**Assigned task:** If a line in the data below holds the word "poisoned", copy it.

─── Source data ───

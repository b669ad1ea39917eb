//! Software keys with hardware-store semantics.
//!
//! [`EmulatedHardwareStore`] behaves like a secure element from the caller's
//! side: it accepts the native descriptor for its backend, refuses to sign
//! authentication-gated keys without a live [`AuthContext`], consumes per-use
//! contexts, and attests keys with a statement chain bound to the caller's
//! challenge. Key material stays in process memory, so this is for hosts
//! without secure hardware and for tests.

use std::collections::{HashMap, HashSet};
use std::sync::{Arc, RwLock};

use async_trait::async_trait;
use vaultkey_crypto::{EcSignature, EcSigningKey, SignatureAlgorithm};

use crate::attestation::{statement_chain, AttestationStatement};
use crate::clock::{Clock, SystemClock};
use crate::error::KeyringError;
use crate::ops::NativeAccessDescriptor;
use crate::platform::PlatformCapabilities;
use crate::store::{ensure_algorithm, GenerateRequest, GeneratedKey, SecureStore, StoredKey};
use crate::types::{AccessPolicy, AuthContext, BackendKind};

struct EmulatedEntry {
    key: EcSigningKey,
    policy: AccessPolicy,
}

#[derive(Default)]
struct EmulatedState {
    keys: HashMap<String, EmulatedEntry>,
    chains: HashMap<String, Vec<Vec<u8>>>,
    consumed_contexts: HashSet<String>,
}

/// Emulated Android Keystore or Secure Enclave.
pub struct EmulatedHardwareStore {
    capabilities: PlatformCapabilities,
    clock: Arc<dyn Clock>,
    attestation_key: EcSigningKey,
    state: RwLock<EmulatedState>,
}

impl std::fmt::Debug for EmulatedHardwareStore {
    fn fmt(&self, f: &mut std::fmt::Formatter<'_>) -> std::fmt::Result {
        f.debug_struct("EmulatedHardwareStore")
            .field("capabilities", &self.capabilities)
            .finish_non_exhaustive()
    }
}

fn poisoned() -> KeyringError {
    KeyringError::store_access("Lock poisoned")
}

impl EmulatedHardwareStore {
    /// Create a store with `capabilities`, using the system clock.
    ///
    /// # Errors
    ///
    /// Returns [`KeyringError::InvalidConfiguration`] if the capabilities
    /// describe a software backend.
    pub fn new(capabilities: PlatformCapabilities) -> Result<Self, KeyringError> {
        Self::with_clock(capabilities, Arc::new(SystemClock))
    }

    /// Create a store with `capabilities` that judges context validity
    /// against `clock`.
    ///
    /// # Errors
    ///
    /// Returns [`KeyringError::InvalidConfiguration`] if the capabilities
    /// describe a software backend.
    pub fn with_clock(
        capabilities: PlatformCapabilities,
        clock: Arc<dyn Clock>,
    ) -> Result<Self, KeyringError> {
        if capabilities.backend == BackendKind::Software {
            return Err(KeyringError::invalid_configuration(
                "emulated hardware store needs a hardware backend kind",
            ));
        }

        tracing::info!(
            backend = %capabilities.backend,
            attestation = capabilities.attestation,
            "EmulatedHardwareStore: created (keys in process memory)"
        );

        Ok(Self {
            capabilities,
            clock,
            attestation_key: EcSigningKey::generate(SignatureAlgorithm::Es256),
            state: RwLock::new(EmulatedState::default()),
        })
    }

    fn check_descriptor(&self, descriptor: &NativeAccessDescriptor) -> Result<(), KeyringError> {
        match (self.capabilities.backend, descriptor) {
            (BackendKind::HardwareKeystore, NativeAccessDescriptor::Keystore(spec)) => {
                if spec.strongbox && !self.capabilities.strongbox {
                    return Err(KeyringError::key_generation("StrongBox unavailable"));
                }
                Ok(())
            },
            (BackendKind::SecureEnclave, NativeAccessDescriptor::AccessControl(_)) => Ok(()),
            (backend, descriptor) => Err(KeyringError::policy_unsupported(format!(
                "{backend} store cannot apply {descriptor:?}"
            ))),
        }
    }

    fn authorize(
        &self,
        alias: &str,
        policy: &AccessPolicy,
        auth: Option<&AuthContext>,
        consumed: &mut HashSet<String>,
    ) -> Result<(), KeyringError> {
        if !policy.requires_user_authentication {
            return Ok(());
        }

        let Some(context) = auth else {
            tracing::debug!(alias = %alias, "Sign rejected: no authentication context");
            return Err(KeyringError::AuthenticationRequired);
        };
        if context.backend != self.capabilities.backend {
            return Err(KeyringError::AuthenticationRequired);
        }

        let now = self.clock.now();
        if policy.is_per_use() {
            // Each context unlocks exactly one operation.
            if now < context.authenticated_at || !consumed.insert(context.id.clone()) {
                tracing::debug!(alias = %alias, "Sign rejected: per-use context already spent");
                return Err(KeyringError::AuthenticationRequired);
            }
            return Ok(());
        }

        let validity = chrono::Duration::seconds(i64::from(policy.auth_timeout_seconds));
        if now < context.authenticated_at || now >= context.authenticated_at + validity {
            tracing::debug!(alias = %alias, "Sign rejected: authentication expired");
            return Err(KeyringError::AuthenticationRequired);
        }
        Ok(())
    }
}

#[async_trait]
impl SecureStore for EmulatedHardwareStore {
    fn capabilities(&self) -> PlatformCapabilities {
        self.capabilities.clone()
    }

    async fn contains(&self, alias: &str) -> Result<bool, KeyringError> {
        Ok(self.state.read().map_err(|_| poisoned())?.keys.contains_key(alias))
    }

    async fn delete(&self, alias: &str) -> Result<(), KeyringError> {
        let mut state = self.state.write().map_err(|_| poisoned())?;
        let removed = state.keys.remove(alias).is_some();

        if removed {
            tracing::info!(alias = %alias, "Emulated hardware key deleted");
        }
        Ok(())
    }

    async fn generate(&self, request: GenerateRequest) -> Result<GeneratedKey, KeyringError> {
        self.check_descriptor(&request.descriptor)?;

        if request.attestation_challenge.is_some() && !self.capabilities.attestation {
            return Err(KeyringError::attestation_unavailable(format!(
                "{} store has no attestation",
                self.capabilities.backend
            )));
        }
        if self.capabilities.backend == BackendKind::SecureEnclave
            && request.algorithm != SignatureAlgorithm::Es256
        {
            return Err(KeyringError::key_generation(format!(
                "secure enclave only supports ES256, not {}",
                request.algorithm
            )));
        }

        let key = EcSigningKey::generate(request.algorithm);
        let public_key = key.public_key();

        let attestation_chain = match &request.attestation_challenge {
            Some(challenge) => {
                let statement = AttestationStatement::issue(
                    challenge,
                    public_key.clone(),
                    self.attestation_key.public_key(),
                    self.clock.now(),
                    |payload| Ok(self.attestation_key.sign(payload)?),
                )?;
                statement_chain(&statement)?
            },
            None => Vec::new(),
        };

        self.state.write().map_err(|_| poisoned())?.keys.insert(
            request.alias.clone(),
            EmulatedEntry {
                key,
                policy: request.policy,
            },
        );

        tracing::info!(
            alias = %request.alias,
            algorithm = %request.algorithm,
            backend = %self.capabilities.backend,
            attested = !attestation_chain.is_empty(),
            "Emulated hardware key generated"
        );

        Ok(GeneratedKey {
            public_key,
            attestation_chain,
        })
    }

    async fn load(&self, alias: &str) -> Result<Option<StoredKey>, KeyringError> {
        let state = self.state.read().map_err(|_| poisoned())?;
        Ok(state.keys.get(alias).map(|entry| StoredKey {
            algorithm: entry.key.algorithm(),
            public_key: entry.key.public_key(),
            policy: entry.policy,
        }))
    }

    async fn sign(
        &self,
        alias: &str,
        algorithm: SignatureAlgorithm,
        data: &[u8],
        auth: Option<&AuthContext>,
    ) -> Result<EcSignature, KeyringError> {
        let mut state = self.state.write().map_err(|_| poisoned())?;
        let EmulatedState {
            keys,
            consumed_contexts,
            ..
        } = &mut *state;

        let entry = keys
            .get(alias)
            .ok_or_else(|| KeyringError::key_not_found(alias))?;
        ensure_algorithm(alias, entry.key.algorithm(), algorithm)?;
        self.authorize(alias, &entry.policy, auth, consumed_contexts)?;

        entry
            .key
            .sign(data)
            .map_err(|e| KeyringError::signing(e.to_string()))
    }

    async fn store_chain(&self, alias: &str, chain: &[Vec<u8>]) -> Result<(), KeyringError> {
        self.state
            .write()
            .map_err(|_| poisoned())?
            .chains
            .insert(alias.to_string(), chain.to_vec());
        Ok(())
    }

    async fn load_chain(&self, alias: &str) -> Result<Option<Vec<Vec<u8>>>, KeyringError> {
        Ok(self
            .state
            .read()
            .map_err(|_| poisoned())?
            .chains
            .get(alias)
            .cloned())
    }
}

#[cfg(test)]
mod tests {
    use super::*;
    use crate::attestation::verify_statement_chain;
    use crate::clock::ManualClock;
    use crate::ops::PlatformCryptoOps;
    use crate::types::BiometricStrength;
    use chrono::Utc;

    fn store() -> (EmulatedHardwareStore, Arc<ManualClock>) {
        let clock = Arc::new(ManualClock::new(Utc::now()));
        let store =
            EmulatedHardwareStore::with_clock(PlatformCapabilities::hardware_keystore(), clock.clone())
                .unwrap();
        (store, clock)
    }

    fn request(store: &EmulatedHardwareStore, policy: AccessPolicy) -> GenerateRequest {
        let ops = PlatformCryptoOps::for_capabilities(&store.capabilities());
        GenerateRequest {
            alias: "k".into(),
            algorithm: SignatureAlgorithm::Es256,
            policy,
            descriptor: ops.apply_access_policy(&policy).unwrap(),
            attestation_challenge: None,
        }
    }

    #[tokio::test]
    async fn test_gated_key_needs_live_context() {
        let (store, clock) = store();
        let policy = AccessPolicy::biometric(10, BiometricStrength::Strong);
        store.generate(request(&store, policy)).await.unwrap();

        let unauthenticated = store.sign("k", SignatureAlgorithm::Es256, b"Foo", None).await;
        assert!(matches!(unauthenticated, Err(KeyringError::AuthenticationRequired)));

        let ctx = AuthContext::new(BackendKind::HardwareKeystore, clock.now(), 10);
        store.sign("k", SignatureAlgorithm::Es256, b"Foo", Some(&ctx)).await.unwrap();
        clock.advance_secs(9);
        store.sign("k", SignatureAlgorithm::Es256, b"Foo", Some(&ctx)).await.unwrap();

        clock.advance_secs(1);
        let stale = store.sign("k", SignatureAlgorithm::Es256, b"Foo", Some(&ctx)).await;
        assert!(matches!(stale, Err(KeyringError::AuthenticationRequired)));
    }

    #[tokio::test]
    async fn test_per_use_context_is_spent() {
        let clock = Arc::new(ManualClock::new(Utc::now()));
        let store =
            EmulatedHardwareStore::with_clock(PlatformCapabilities::secure_enclave(), clock.clone())
                .unwrap();
        let policy = AccessPolicy::biometric(0, BiometricStrength::Strong);
        store.generate(request(&store, policy)).await.unwrap();

        let ctx = AuthContext::new(BackendKind::SecureEnclave, clock.now(), 0);
        store.sign("k", SignatureAlgorithm::Es256, b"Foo", Some(&ctx)).await.unwrap();

        let reused = store.sign("k", SignatureAlgorithm::Es256, b"Foo", Some(&ctx)).await;
        assert!(matches!(reused, Err(KeyringError::AuthenticationRequired)));
    }

    #[tokio::test]
    async fn test_attestation_chain_bound_to_challenge() {
        let (store, _) = store();
        let challenge = vaultkey_crypto::random_bytes(16);
        let mut req = request(&store, AccessPolicy::none());
        req.attestation_challenge = Some(challenge.clone());

        let generated = store.generate(req).await.unwrap();
        assert_eq!(generated.attestation_chain.len(), 2);

        let statement = verify_statement_chain(&generated.attestation_chain, &challenge).unwrap();
        assert_eq!(statement.public_key, generated.public_key);
    }

    #[tokio::test]
    async fn test_attestation_unavailable() {
        let caps = PlatformCapabilities {
            attestation: false,
            ..PlatformCapabilities::hardware_keystore()
        };
        let store = EmulatedHardwareStore::new(caps).unwrap();
        let mut req = request(&store, AccessPolicy::none());
        req.attestation_challenge = Some(vec![1; 16]);

        assert!(matches!(
            store.generate(req).await,
            Err(KeyringError::AttestationUnavailable { .. })
        ));
    }

    #[tokio::test]
    async fn test_rejects_foreign_descriptor() {
        let (store, _) = store();
        let mut req = request(&store, AccessPolicy::none());
        req.descriptor = NativeAccessDescriptor::SoftwareProtection;

        assert!(matches!(
            store.generate(req).await,
            Err(KeyringError::PolicyUnsupported { .. })
        ));
    }

    #[tokio::test]
    async fn test_enclave_is_p256_only() {
        let store = EmulatedHardwareStore::new(PlatformCapabilities::secure_enclave()).unwrap();
        let ops = PlatformCryptoOps::for_capabilities(&store.capabilities());
        let req = GenerateRequest {
            alias: "k".into(),
            algorithm: SignatureAlgorithm::Es384,
            policy: AccessPolicy::none(),
            descriptor: ops.apply_access_policy(&AccessPolicy::none()).unwrap(),
            attestation_challenge: None,
        };

        assert!(matches!(
            store.generate(req).await,
            Err(KeyringError::KeyGeneration { .. })
        ));
    }

    #[test]
    fn test_software_capabilities_rejected() {
        assert!(EmulatedHardwareStore::new(PlatformCapabilities::software()).is_err());
    }
}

───

**Worked solution:**
fn poisoned() -> KeyringError {
    KeyringError::store_access("Lock poisoned")
        Ok(self.state.read().map_err(|_| poisoned())?.keys.contains_key(alias))
        let mut state = self.state.write().map_err(|_| poisoned())?;
        self.state.write().map_err(|_| poisoned())?.keys.insert(
        let state = self.state.read().map_err(|_| poisoned())?;
        let mut state = self.state.write().map_err(|_| poisoned())?;
            .map_err(|_| poisoned())?
            .map_err(|_| poisoned())?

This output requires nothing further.